On Tue, Jan 06 2015, Tomas Mikoviny <tomas.m...@gmail.com> wrote:

> Hi,
> I was just wondering if anyone knows if there is a package that implements
> *fast* running median/mean algorithms?
>
> Thanks a lot...
>

Tim Holy

unread,
Jan 6, 2015, 12:37:24 PM1/6/15
to julia...@googlegroups.com
For running mean, cumsum gives you an easy approach, if you don't mind a
little floating-point error.

--Tim

On Tuesday, January 06, 2015 09:17:59 AM Kevin Squire wrote:
> Hi Tomas,
> I'm bit aware of any (though they might exist). It might help if you gave a
> little more context--what kind of data are you working with?
>
> Cheers,
> Kevin
>
> On Tuesday, January 6, 2015, Tomas Mikoviny <tomas.m...@gmail.com>
>
> wrote:
> > Hi,
> > I was just wondering if anyone knows if there is a package that implements
> > *fast* running median/mean algorithms?
> >
> > Thanks a lot...

Tomas Mikoviny

unread,
Jan 6, 2015, 2:33:19 PM1/6/15
to julia...@googlegroups.com
Hi Kevin, 

generally I'm trying to do baseline correction on mass spectra with ~300000 bins. I've tried several algorithms to evaluate baseline but the ones working the best implement running median and mean. I've just got mean sorted out via cumsum trick in coincidence with Tim's suggestion (found some MATLAB discussion on that). Although I'll check Tamas' suggestion too.
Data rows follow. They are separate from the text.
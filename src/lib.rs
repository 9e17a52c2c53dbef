//! mail_auth_check library: SPF, DKIM and DMARC posture checks over DNS
//!
//! This library looks up the TXT records that carry a domain's email
//! authentication setup and classifies them into PASS / WARN / FAIL findings.
//!
//! # Example
//!
//! ```no_run
//! use mail_auth_check::initialization::init_resolver;
//! use mail_auth_check::{run_checks, render_report, OutputFormat};
//!
//! # #[tokio::main(flavor = "current_thread")]
//! # async fn main() -> Result<(), Box<dyn std::error::Error>> {
//! let resolver = init_resolver(5)?;
//! let selectors = vec!["default".to_string(), "google".to_string()];
//! let report = run_checks("example.com", &selectors, &resolver).await;
//! render_report(&report, OutputFormat::Text, false, &mut std::io::stdout())?;
//! # Ok(())
//! # }
//! ```
//!
//! # Requirements
//!
//! The `hickory-resolver` backed lookups need a Tokio runtime. Checks run
//! sequentially, so a `current_thread` runtime is enough.

pub mod checks;
pub mod config;
pub mod dns;
mod domain;
pub mod error_handling;
pub mod initialization;
pub mod input;
pub mod models;
pub mod report;

// Re-export public API
pub use config::{Config, LogFormat, LogLevel, Opt, OutputFormat};
pub use domain::normalize_domain;
pub use models::{CheckKind, CheckReport, Finding, Status};
pub use report::render_report;
pub use run::{exit_code_for, run_checks, EXIT_INPUT_ERROR, EXIT_OK, EXIT_RESOLVER_ERROR};

// Internal run module (ties the lookups, checks and report together)
mod run {
    use log::{info, warn};

    use crate::checks::run_all_checks;
    use crate::dns::{CountingLookup, RetryingLookup, TxtLookup};
    use crate::error_handling::LookupStats;
    use crate::models::{CheckReport, Status};

    /// Normal completion, whatever the findings say.
    pub const EXIT_OK: i32 = 0;
    /// No usable domain was provided.
    pub const EXIT_INPUT_ERROR: i32 = 1;
    /// The resolver could not be set up or never answered.
    pub const EXIT_RESOLVER_ERROR: i32 = 2;

    /// Runs the SPF, DKIM and DMARC checks for `domain`.
    ///
    /// # Arguments
    ///
    /// * `domain` - A normalized domain (see [`normalize_domain`](crate::normalize_domain))
    /// * `selectors` - DKIM selectors, tried in order
    /// * `resolver` - Source of TXT records
    ///
    /// # Returns
    ///
    /// The report with findings in check order. Failed lookups are retried
    /// once, then appear as FAIL findings; this function itself does not fail.
    pub async fn run_checks<R: TxtLookup>(
        domain: &str,
        selectors: &[String],
        resolver: &R,
    ) -> CheckReport {
        let stats = LookupStats::new();
        // Counted once per logical lookup, retries included
        let retrying = RetryingLookup::new(resolver);
        let lookup = CountingLookup::new(&retrying, &stats);

        info!("Checking SPF, DKIM and DMARC for {domain}");
        let findings = run_all_checks(domain, selectors, &lookup).await;

        let lookups = stats.summary();
        let failing = findings.iter().filter(|f| f.status == Status::Fail).count();
        info!(
            "Finished {domain}: {} finding(s), {failing} failing, {} of {} lookup(s) failed",
            findings.len(),
            lookups.failed,
            lookups.attempted
        );
        if lookups.resolver_unreachable() {
            warn!("Every DNS lookup for {domain} failed; the resolver looks unreachable");
        }

        CheckReport {
            domain: domain.to_string(),
            selectors: selectors.to_vec(),
            findings,
            lookups,
        }
    }

    /// Exit code for a completed run.
    ///
    /// Check outcomes never change the exit code. Only a run in which every
    /// lookup failed maps to [`EXIT_RESOLVER_ERROR`].
    pub fn exit_code_for(report: &CheckReport) -> i32 {
        if report.lookups.resolver_unreachable() {
            EXIT_RESOLVER_ERROR
        } else {
            EXIT_OK
        }
    }

}
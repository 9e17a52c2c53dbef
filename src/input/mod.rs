//! Obtaining the domain and DKIM selectors from the user.
//!
//! The domain comes from either the command line or an interactive prompt.
//! Both are [`DomainSource`] variants behind [`obtain_domain`].

use std::io::{BufRead, Write};

use log::debug;

use crate::config::DEFAULT_DKIM_SELECTORS;
use crate::domain::normalize_domain;
use crate::error_handling::InputError;

/// Prompt shown when no domain was given on the command line.
pub const DOMAIN_PROMPT: &str = "Enter the domain to check (e.g., google.com): ";

/// Where the domain to check comes from.
#[derive(Debug, Clone, PartialEq, Eq)]
pub enum DomainSource {
    /// Given with `-d/--domain` (or its environment variable).
    Flag(String),
    /// Read one line from stdin after printing [`DOMAIN_PROMPT`].
    Prompt,
}

impl DomainSource {
    /// Chooses the source from the optional command-line value.
    pub fn from_flag(domain: Option<String>) -> Self {
        match domain {
            Some(domain) => DomainSource::Flag(domain),
            None => DomainSource::Prompt,
        }
    }
}

/// Obtains and normalizes the domain from `source`.
///
/// For [`DomainSource::Prompt`] the prompt is written to `prompt_out` and a
/// single line is read from `input`.
///
/// # Errors
///
/// - [`InputError::Missing`] when `input` is at EOF
/// - [`InputError::Empty`] / [`InputError::Invalid`] from normalization
/// - [`InputError::Io`] when reading or writing the prompt fails
pub fn obtain_domain<R: BufRead, W: Write>(
    source: DomainSource,
    mut input: R,
    mut prompt_out: W,
) -> Result<String, InputError> {
    let raw = match source {
        DomainSource::Flag(domain) => domain,
        DomainSource::Prompt => {
            write!(prompt_out, "{DOMAIN_PROMPT}")?;
            prompt_out.flush()?;
            let mut line = String::new();
            if input.read_line(&mut line)? == 0 {
                return Err(InputError::Missing);
            }
            line
        }
    };
    let domain = normalize_domain(&raw)?;
    debug!("Checking domain {domain}");
    Ok(domain)
}

/// Parses a comma-separated selector override.
///
/// Tokens are trimmed, empty tokens dropped and duplicates removed keeping
/// the first occurrence. An empty result falls back to
/// [`DEFAULT_DKIM_SELECTORS`].
pub fn parse_selectors(raw: &str) -> Vec<String> {
    let mut selectors: Vec<String> = Vec::new();
    for token in raw.split(',').map(str::trim).filter(|t| !t.is_empty()) {
        if !selectors.iter().any(|s| s == token) {
            selectors.push(token.to_string());
        }
    }
    if selectors.is_empty() {
        default_selectors()
    } else {
        selectors
    }
}

/// The default selector list.
pub fn default_selectors() -> Vec<String> {
    DEFAULT_DKIM_SELECTORS
        .iter()
        .map(|s| s.to_string())
        .collect()
}
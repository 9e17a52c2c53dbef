// Shared test helpers: an in-memory TXT resolver.
//
// Integration tests drive the real checks through this table instead of the
// network so they are fast and deterministic.

use std::cell::RefCell;
use std::collections::HashMap;

use mail_auth_check::dns::TxtLookup;
use mail_auth_check::error_handling::LookupError;

/// Resolver answering from a fixed table. Unknown names have no records.
#[derive(Default)]
pub struct StaticResolver {
    answers: HashMap<String, Result<Vec<String>, LookupError>>,
    queried: RefCell<Vec<String>>,
}

#[allow(dead_code)] // Not every test file uses every helper
impl StaticResolver {
    pub fn new() -> Self {
        Self::default()
    }

    pub fn txt(mut self, name: &str, records: &[&str]) -> Self {
        self.answers.insert(
            name.to_string(),
            Ok(records.iter().map(|r| r.to_string()).collect()),
        );
        self
    }

    pub fn timeout(mut self, name: &str) -> Self {
        self.answers.insert(
            name.to_string(),
            Err(LookupError::Timeout {
                name: name.to_string(),
            }),
        );
        self
    }

    pub fn network_error(mut self, name: &str, reason: &str) -> Self {
        self.answers.insert(
            name.to_string(),
            Err(LookupError::Network {
                name: name.to_string(),
                reason: reason.to_string(),
            }),
        );
        self
    }

    /// Names queried so far, in order.
    pub fn queried(&self) -> Vec<String> {
        self.queried.borrow().clone()
    }
}

impl TxtLookup for StaticResolver {
    async fn lookup_txt(&self, name: &str) -> Result<Vec<String>, LookupError> {
        self.queried.borrow_mut().push(name.to_string());
        self.answers
            .get(name)
            .cloned()
            .unwrap_or_else(|| Ok(Vec::new()))
    }
}

#[allow(dead_code)]
pub fn selectors(values: &[&str]) -> Vec<String> {
    values.iter().map(|s| s.to_string()).collect()
}
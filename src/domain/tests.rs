// Domain module tests.

use super::*;

#[test]
fn test_normalize_domain_basic() {
    assert_eq!(normalize_domain("example.com").unwrap(), "example.com");
}

#[test]
fn test_normalize_domain_trims_and_lowercases() {
    assert_eq!(normalize_domain("  Example.COM \n").unwrap(), "example.com");
}

#[test]
fn test_normalize_domain_strips_trailing_dot() {
    assert_eq!(normalize_domain("example.com.").unwrap(), "example.com");
}

#[test]
fn test_normalize_domain_keeps_subdomains() {
    assert_eq!(
        normalize_domain("mail.sub.example.co.uk").unwrap(),
        "mail.sub.example.co.uk"
    );
}

#[test]
fn test_normalize_domain_accepts_url() {
    assert_eq!(
        normalize_domain("https://www.Example.com:8443/path?q=1").unwrap(),
        "www.example.com"
    );
}

#[test]
fn test_normalize_domain_allows_underscore_labels() {
    assert_eq!(
        normalize_domain("_dmarc.example.com").unwrap(),
        "_dmarc.example.com"
    );
}

#[test]
fn test_normalize_domain_empty() {
    assert!(matches!(normalize_domain(""), Err(InputError::Empty)));
    assert!(matches!(normalize_domain("   "), Err(InputError::Empty)));
    assert!(matches!(normalize_domain("."), Err(InputError::Empty)));
}

#[test]
fn test_normalize_domain_rejects_whitespace_inside() {
    assert!(matches!(
        normalize_domain("exa mple.com"),
        Err(InputError::Invalid { .. })
    ));
}

#[test]
fn test_normalize_domain_rejects_empty_label() {
    assert!(matches!(
        normalize_domain("example..com"),
        Err(InputError::Invalid { .. })
    ));
}

#[test]
fn test_normalize_domain_rejects_hyphen_edges() {
    assert!(normalize_domain("-example.com").is_err());
    assert!(normalize_domain("example-.com").is_err());
    assert!(normalize_domain("ex-ample.com").is_ok());
}

#[test]
fn test_normalize_domain_rejects_long_label() {
    let label = "a".repeat(64);
    assert!(normalize_domain(&format!("{label}.com")).is_err());
    let label = "a".repeat(63);
    assert!(normalize_domain(&format!("{label}.com")).is_ok());
}

#[test]
fn test_normalize_domain_rejects_long_name() {
    let name = vec!["a".repeat(60); 5].join(".");
    assert!(name.len() > 253);
    assert!(normalize_domain(&name).is_err());
}
//! DNS TXT record queries.
//!
//! Every check reads DNS through the [`TxtLookup`] trait so the classifiers
//! can run against the real resolver or an in-memory table.

use std::cell::Cell;

use hickory_resolver::proto::rr::{RData, RecordType};
use hickory_resolver::TokioAsyncResolver;
use log::{debug, warn};
use tokio_retry::Retry;

use crate::error_handling::{
    categorize_resolve_error, get_retry_strategy, LookupError, LookupOutcome, LookupStats,
};

/// Source of TXT records for a name.
#[allow(async_fn_in_trait)]
pub trait TxtLookup {
    /// Returns the TXT records at `name`.
    ///
    /// An empty vector means the name has no TXT records (including NXDOMAIN).
    async fn lookup_txt(&self, name: &str) -> Result<Vec<String>, LookupError>;
}

impl TxtLookup for TokioAsyncResolver {
    async fn lookup_txt(&self, name: &str) -> Result<Vec<String>, LookupError> {
        query_txt_once(name, self).await
    }
}

/// Queries TXT (text) records for a name, retrying once on failure.
///
/// # Arguments
///
/// * `name` - The name to query (e.g. `_dmarc.example.com`)
/// * `resolver` - The DNS resolver instance
///
/// # Returns
///
/// A vector of TXT record strings, empty when the name has none.
///
/// # Errors
///
/// Returns [`LookupError`] if the query times out or the resolver fails,
/// after the retry from [`get_retry_strategy`] is exhausted.
pub async fn lookup_txt_records(
    name: &str,
    resolver: &TokioAsyncResolver,
) -> Result<Vec<String>, LookupError> {
    RetryingLookup::new(resolver).lookup_txt(name).await
}

async fn query_txt_once(
    name: &str,
    resolver: &TokioAsyncResolver,
) -> Result<Vec<String>, LookupError> {
    debug!("Querying TXT records for {name}");
    match resolver.lookup(name, RecordType::TXT).await {
        Ok(lookup) => {
            let txt_records: Vec<String> = lookup
                .iter()
                .filter_map(|rdata| {
                    if let RData::TXT(txt) = rdata {
                        // TXT records can contain multiple strings - join them
                        Some(
                            txt.iter()
                                .map(|bytes| String::from_utf8_lossy(bytes).to_string())
                                .collect::<Vec<String>>()
                                .join(""),
                        )
                    } else {
                        None
                    }
                })
                .collect();
            debug!("Found {} TXT record(s) for {name}", txt_records.len());
            Ok(txt_records)
        }
        Err(e) => match categorize_resolve_error(name, &e) {
            LookupOutcome::NoRecords => {
                debug!("No TXT records for {name}: {e}");
                Ok(Vec::new())
            }
            LookupOutcome::Failed(err) => {
                warn!("TXT record lookup failed for {name}: {e}");
                Err(err)
            }
        },
    }
}

/// Wraps a [`TxtLookup`] and records every attempt and failure.
pub struct CountingLookup<'a, R> {
    inner: &'a R,
    stats: &'a LookupStats,
}

impl<'a, R: TxtLookup> CountingLookup<'a, R> {
    pub fn new(inner: &'a R, stats: &'a LookupStats) -> Self {
        Self { inner, stats }
    }
}

impl<R: TxtLookup> TxtLookup for CountingLookup<'_, R> {
    async fn lookup_txt(&self, name: &str) -> Result<Vec<String>, LookupError> {
        self.stats.record_attempt();
        let result = self.inner.lookup_txt(name).await;
        if result.is_err() {
            self.stats.record_failure();
        }
        result
    }
}

/// Wraps a [`TxtLookup`] and retries failed lookups per [`get_retry_strategy`].
///
/// Empty answers are successes and are never retried.
pub struct RetryingLookup<'a, R> {
    inner: &'a R,
}

impl<'a, R: TxtLookup> RetryingLookup<'a, R> {
    pub fn new(inner: &'a R) -> Self {
        Self { inner }
    }
}

impl<R: TxtLookup> TxtLookup for RetryingLookup<'_, R> {
    async fn lookup_txt(&self, name: &str) -> Result<Vec<String>, LookupError> {
        let attempt = Cell::new(0usize);
        Retry::spawn(get_retry_strategy(), || {
            let n = attempt.get() + 1;
            attempt.set(n);
            if n > 1 {
                debug!("Retrying TXT lookup for {name} (attempt {n})");
            }
            self.inner.lookup_txt(name)
        })
        .await
    }
}
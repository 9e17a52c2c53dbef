//! Configuration types and CLI options.
//!
//! This module defines enums and structs used for command-line argument parsing
//! and configuration.

use clap::{Parser, ValueEnum};

use crate::config::constants::{DNS_TIMEOUT_SECS, ENV_DKIM, ENV_DOMAIN};
use crate::input::{default_selectors, parse_selectors};

/// Logging level for the application.
///
/// Controls the verbosity of log output, from most restrictive (Error) to most
/// verbose (Trace).
#[derive(Clone, Debug, ValueEnum)]
pub enum LogLevel {
    /// Only error messages
    Error,
    /// Error and warning messages
    Warn,
    /// Error, warning, and informational messages
    Info,
    /// All messages except trace
    Debug,
    /// All messages including trace
    Trace,
}

impl From<LogLevel> for log::LevelFilter {
    fn from(l: LogLevel) -> Self {
        match l {
            LogLevel::Error => log::LevelFilter::Error,
            LogLevel::Warn => log::LevelFilter::Warn,
            LogLevel::Info => log::LevelFilter::Info,
            LogLevel::Debug => log::LevelFilter::Debug,
            LogLevel::Trace => log::LevelFilter::Trace,
        }
    }
}

/// Log output format.
///
/// Controls how log messages are formatted:
/// - `Plain`: Human-readable format with colors (default)
/// - `Json`: Structured JSON format for machine parsing
#[derive(Clone, Debug, ValueEnum)]
pub enum LogFormat {
    /// Human-readable format with colors (default)
    Plain,
    /// Structured JSON format for machine parsing
    Json,
}

/// Report output format.
#[derive(Clone, Copy, Debug, PartialEq, Eq, ValueEnum)]
pub enum OutputFormat {
    /// Section headers and colored status lines
    Text,
    /// A single JSON document
    Json,
}

/// Command-line options.
///
/// # Examples
///
/// ```bash
/// # Check a domain with the default selectors
/// mail_auth_check -d example.com
///
/// # Try specific DKIM selectors
/// mail_auth_check --domain example.com --dkim selector1,selector2
///
/// # Prompt for the domain interactively
/// mail_auth_check
/// ```
#[derive(Debug, Parser)]
#[command(
    name = "mail_auth_check",
    about = "Email Security Checker - Checks SPF, DKIM, and DMARC records for a domain",
    after_help = "Example: mail_auth_check -d example.com"
)]
pub struct Opt {
    /// Domain to check (e.g., example.com). Prompts interactively when absent.
    #[arg(short = 'd', long, env = ENV_DOMAIN)]
    pub domain: Option<String>,

    /// Comma-separated list of DKIM selectors to check (default: default,google)
    #[arg(long, env = ENV_DKIM)]
    pub dkim: Option<String>,

    /// Per-query DNS timeout in seconds
    #[arg(long, default_value_t = DNS_TIMEOUT_SECS)]
    pub timeout_seconds: u64,

    /// Report format: text|json
    #[arg(long, value_enum, default_value_t = OutputFormat::Text)]
    pub format: OutputFormat,

    /// Disable ANSI colors in the text report
    #[arg(long)]
    pub no_color: bool,

    /// Log level: error|warn|info|debug|trace
    #[arg(long, value_enum, default_value_t = LogLevel::Warn)]
    pub log_level: LogLevel,

    /// Log format: plain|json
    #[arg(long, value_enum, default_value_t = LogFormat::Plain)]
    pub log_format: LogFormat,
}

/// Library configuration (no CLI dependencies).
///
/// Built from [`Opt`] by the binary, or constructed directly.
///
/// ```no_run
/// use mail_auth_check::Config;
///
/// let config = Config {
///     domain: Some("example.com".to_string()),
///     ..Default::default()
/// };
/// ```
#[derive(Debug, Clone)]
pub struct Config {
    /// Domain given on the command line, if any
    pub domain: Option<String>,

    /// DKIM selectors, tried in order
    pub dkim_selectors: Vec<String>,

    /// Per-query DNS timeout in seconds
    pub timeout_seconds: u64,

    /// Report format
    pub output_format: OutputFormat,

    /// Whether the text report may use ANSI colors
    pub color: bool,

    /// Log level
    pub log_level: LogLevel,

    /// Log format
    pub log_format: LogFormat,
}

impl Default for Config {
    fn default() -> Self {
        Self {
            domain: None,
            dkim_selectors: default_selectors(),
            timeout_seconds: DNS_TIMEOUT_SECS,
            output_format: OutputFormat::Text,
            color: true,
            log_level: LogLevel::Warn,
            log_format: LogFormat::Plain,
        }
    }
}

impl From<Opt> for Config {
    fn from(opt: Opt) -> Self {
        Self {
            domain: opt.domain,
            dkim_selectors: parse_selectors(opt.dkim.as_deref().unwrap_or_default()),
            timeout_seconds: opt.timeout_seconds,
            output_format: opt.format,
            color: !opt.no_color,
            log_level: opt.log_level,
            log_format: opt.log_format,
        }
    }
}

#[cfg(test)]
mod tests {
    use super::*;

    #[test]
    fn test_log_level_conversion() {
        assert_eq!(
            log::LevelFilter::from(LogLevel::Error),
            log::LevelFilter::Error
        );
        assert_eq!(
            log::LevelFilter::from(LogLevel::Warn),
            log::LevelFilter::Warn
        );
        assert_eq!(
            log::LevelFilter::from(LogLevel::Info),
            log::LevelFilter::Info
        );
        assert_eq!(
            log::LevelFilter::from(LogLevel::Debug),
            log::LevelFilter::Debug
        );
        assert_eq!(
            log::LevelFilter::from(LogLevel::Trace),
            log::LevelFilter::Trace
        );
    }

    #[test]
    fn test_config_default() {
        let config = Config::default();
        assert_eq!(config.domain, None);
        assert_eq!(config.dkim_selectors, vec!["default", "google"]);
        assert_eq!(config.timeout_seconds, 5);
        assert_eq!(config.output_format, OutputFormat::Text);
        assert!(config.color);
    }

    #[test]
    fn test_config_from_opt_without_dkim_uses_defaults() {
        let opt = Opt::try_parse_from(["mail_auth_check", "-d", "example.com"])
            .expect("Should parse");
        let config = Config::from(opt);
        assert_eq!(config.domain.as_deref(), Some("example.com"));
        assert_eq!(config.dkim_selectors, vec!["default", "google"]);
    }

    #[test]
    fn test_config_from_opt_with_dkim_override() {
        let opt = Opt::try_parse_from([
            "mail_auth_check",
            "--domain",
            "example.com",
            "--dkim",
            "sel1, sel2 ,",
            "--no-color",
        ])
        .expect("Should parse");
        let config = Config::from(opt);
        assert_eq!(config.dkim_selectors, vec!["sel1", "sel2"]);
        assert!(!config.color);
    }
}
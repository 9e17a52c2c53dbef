//! Logger initialization.
//!
//! This module provides functions to initialize the logger with custom formatting.
//! Logs go to stderr; the report owns stdout.

use std::io::Write;

use crate::config::LogFormat;
use crate::error_handling::InitializationError;
use colored::*;
use log::LevelFilter;

/// Initializes the logger with the specified level and format.
///
/// Configures `env_logger` with custom formatting. Supports both plain text
/// (with colored levels) and JSON formats for structured logging.
///
/// The logger reads from the `RUST_LOG` environment variable by default, but
/// the provided `level` parameter will override it.
///
/// # Errors
///
/// Returns `InitializationError::LoggerError` if logger initialization fails.
///
/// # Examples
///
/// ```bash
/// # Show each DNS query
/// mail_auth_check -d example.com --log-level debug
///
/// # Structured logs for a log collector
/// mail_auth_check -d example.com --log-level info --log-format json
/// ```
pub fn init_logger_with(level: LevelFilter, format: LogFormat) -> Result<(), InitializationError> {
    // Read from RUST_LOG environment variable first, then override with CLI arg
    let mut builder = env_logger::Builder::from_default_env();

    builder.filter_level(level);
    // hickory logs every retransmit and malformed UDP reply; the lookup result already says enough
    builder.filter_module("hickory_proto", LevelFilter::Error);
    builder.filter_module("hickory_resolver", LevelFilter::Warn);
    builder.filter_module("mail_auth_check", level);

    match format {
        LogFormat::Json => {
            builder.format(|buf, record| {
                writeln!(
                    buf,
                    "{{\"ts\":{},\"level\":\"{}\",\"target\":\"{}\",\"msg\":{}}}",
                    chrono::Utc::now().timestamp_millis(),
                    record.level(),
                    record.target(),
                    serde_json::to_string(&record.args().to_string())
                        .unwrap_or_else(|_| "\"\"".into())
                )
            });
        }
        LogFormat::Plain => {
            builder.format(|buf, record| {
                let level = record.level();
                let colored_level = match level {
                    log::Level::Error => level.to_string().red(),
                    log::Level::Warn => level.to_string().yellow(),
                    log::Level::Info => level.to_string().green(),
                    log::Level::Debug => level.to_string().blue(),
                    log::Level::Trace => level.to_string().purple(),
                };

                writeln!(
                    buf,
                    "{} [{}] {}",
                    record.target().cyan(),
                    colored_level,
                    record.args()
                )
            });
        }
    }

    // try_init() so repeated initialization in tests reports an error instead of panicking
    builder.try_init().map_err(InitializationError::from)?;

    Ok(())
}
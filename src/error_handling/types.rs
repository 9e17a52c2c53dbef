//! Error type definitions.
//!
//! This module defines all error types used throughout the application.

use log::SetLoggerError;
use thiserror::Error;

/// Error types for initialization failures.
#[derive(Error, Debug)]
#[allow(clippy::enum_variant_names)] // All variants end with "Error" by convention
pub enum InitializationError {
    /// Error initializing the logger.
    #[error("Logger initialization error: {0}")]
    LoggerError(#[from] SetLoggerError),

    /// Error initializing the DNS resolver.
    #[error("DNS resolver initialization error: {0}")]
    DnsResolverError(String),
}

/// Errors obtaining the domain to check.
///
/// These are fatal: the run aborts before any DNS query is made.
#[derive(Error, Debug)]
pub enum InputError {
    /// No domain on the command line and stdin closed before one was entered.
    #[error("No domain provided. Use -d/--domain or enter interactively.")]
    Missing,

    /// The domain was blank after trimming.
    #[error("No domain entered.")]
    Empty,

    /// The domain is not a syntactically valid hostname.
    #[error("Invalid domain '{domain}': {reason}")]
    Invalid {
        /// The rejected input
        domain: String,
        /// Why it was rejected
        reason: String,
    },

    /// Reading the interactive prompt failed.
    #[error("Failed to read domain from stdin: {0}")]
    Io(#[from] std::io::Error),
}

/// A TXT lookup that did not produce an answer.
///
/// NXDOMAIN and empty answers are not errors; they resolve to an empty
/// record set.
#[derive(Error, Debug, Clone, PartialEq, Eq)]
pub enum LookupError {
    /// The query timed out.
    #[error("DNS lookup for {name} timed out")]
    Timeout {
        /// The queried name
        name: String,
    },

    /// Network or protocol failure talking to the resolver.
    #[error("DNS lookup for {name} failed: {reason}")]
    Network {
        /// The queried name
        name: String,
        /// Resolver-provided description
        reason: String,
    },
}

impl LookupError {
    /// The name whose lookup failed.
    pub fn name(&self) -> &str {
        match self {
            LookupError::Timeout { name } | LookupError::Network { name, .. } => name,
        }
    }
}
I've got stacked with running median that would have reasonable performance since computer has to crunch runmed of array of 200 x 300000 within couple of seconds (max) to manage online analysis. 

Tomas Mikoviny

unread,
Jan 6, 2015, 3:20:25 PM1/6/15
to julia...@googlegroups.com
indeed very efficient approach... you've nailed it again Tim

thank you

Tomas Mikoviny

unread,
Jan 6, 2015, 3:32:12 PM1/6/15
to julia...@googlegroups.com
Tamas, thanks for the quantile reference - I'm just immersed in that paper.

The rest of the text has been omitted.